Look below for the lines from the one with "let rest = lower" to the one with "circular region together.", and copy exactly those lines, both ends included.

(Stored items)
■ ■ ■ ■

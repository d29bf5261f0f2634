//! Common validation utilities.

use validator::ValidationError;

/// Smallest radius the platform engine monitors reliably.
pub const MIN_RADIUS_METERS: f64 = 30.0;

/// Largest radius accepted for a region.
pub const MAX_RADIUS_METERS: f64 = 1_000_000.0;

/// Longest delay after a trigger, in minutes.
pub const MAX_DELAY_MINUTES: i64 = 60;

/// Validates that a latitude value is within valid range (-90 to 90).
pub fn validate_latitude(lat: f64) -> Result<(), ValidationError> {
    if (-90.0..=90.0).contains(&lat) {
        Ok(())
    } else {
        let mut err = ValidationError::new("latitude_range");
        err.message = Some("Latitude must be between -90 and 90".into());
        Err(err)
    }
}

/// Validates that a longitude value is within valid range (-180 to 180).
pub fn validate_longitude(lon: f64) -> Result<(), ValidationError> {
    if (-180.0..=180.0).contains(&lon) {
        Ok(())
    } else {
        let mut err = ValidationError::new("longitude_range");
        err.message = Some("Longitude must be between -180 and 180".into());
        Err(err)
    }
}

/// Validates that a region radius is within 30 m to 1000 km.
pub fn validate_radius(radius_meters: f64) -> Result<(), ValidationError> {
    if (MIN_RADIUS_METERS..=MAX_RADIUS_METERS).contains(&radius_meters) {
        Ok(())
    } else {
        let mut err = ValidationError::new("radius_range");
        err.message = Some("Radius must be between 30 and 1000000 meters".into());
        Err(err)
    }
}

/// Validates that a trigger delay is within 0 to 60 minutes.
pub fn validate_delay_minutes(delay: i64) -> Result<(), ValidationError> {
    if (0..=MAX_DELAY_MINUTES).contains(&delay) {
        Ok(())
    } else {
        let mut err = ValidationError::new("delay_range");
        err.message = Some("Delay must be between 0 and 60 minutes".into());
        Err(err)
    }
}

/// Validates that a deep link uses an http or https scheme.
pub fn validate_link(link: &str) -> Result<(), ValidationError> {
    let lower = link.trim().to_ascii_lowercase();
    let rest = lower
        .strip_prefix("https://")
        .or_else(|| lower.strip_prefix("http://"));

    match rest {
        Some(host) if !host.is_empty() && !host.starts_with('/') => Ok(()),
        _ => {
            let mut err = ValidationError::new("link_scheme");
            err.message = Some("Link must be an http or https URL".into());
            Err(err)
        }
    }
}

/// Validates the center and radius of a circular region together.
pub fn validate_region(lat: f64, lon: f64, radius_meters: f64) -> Result<(), ValidationError> {
    validate_latitude(lat)?;
    validate_longitude(lon)?;
    validate_radius(radius_meters)
}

■ ■ ■ ■

Written answer
    let rest = lower
        .strip_prefix("https://")
        .or_else(|| lower.strip_prefix("http://"));

    match rest {
        Some(host) if !host.is_empty() && !host.starts_with('/') => Ok(()),
        _ => {
            let mut err = ValidationError::new("link_scheme");
            err.message = Some("Link must be an http or https URL".into());
            Err(err)
        }
    }
}

/// Validates the center and radius of a circular region together.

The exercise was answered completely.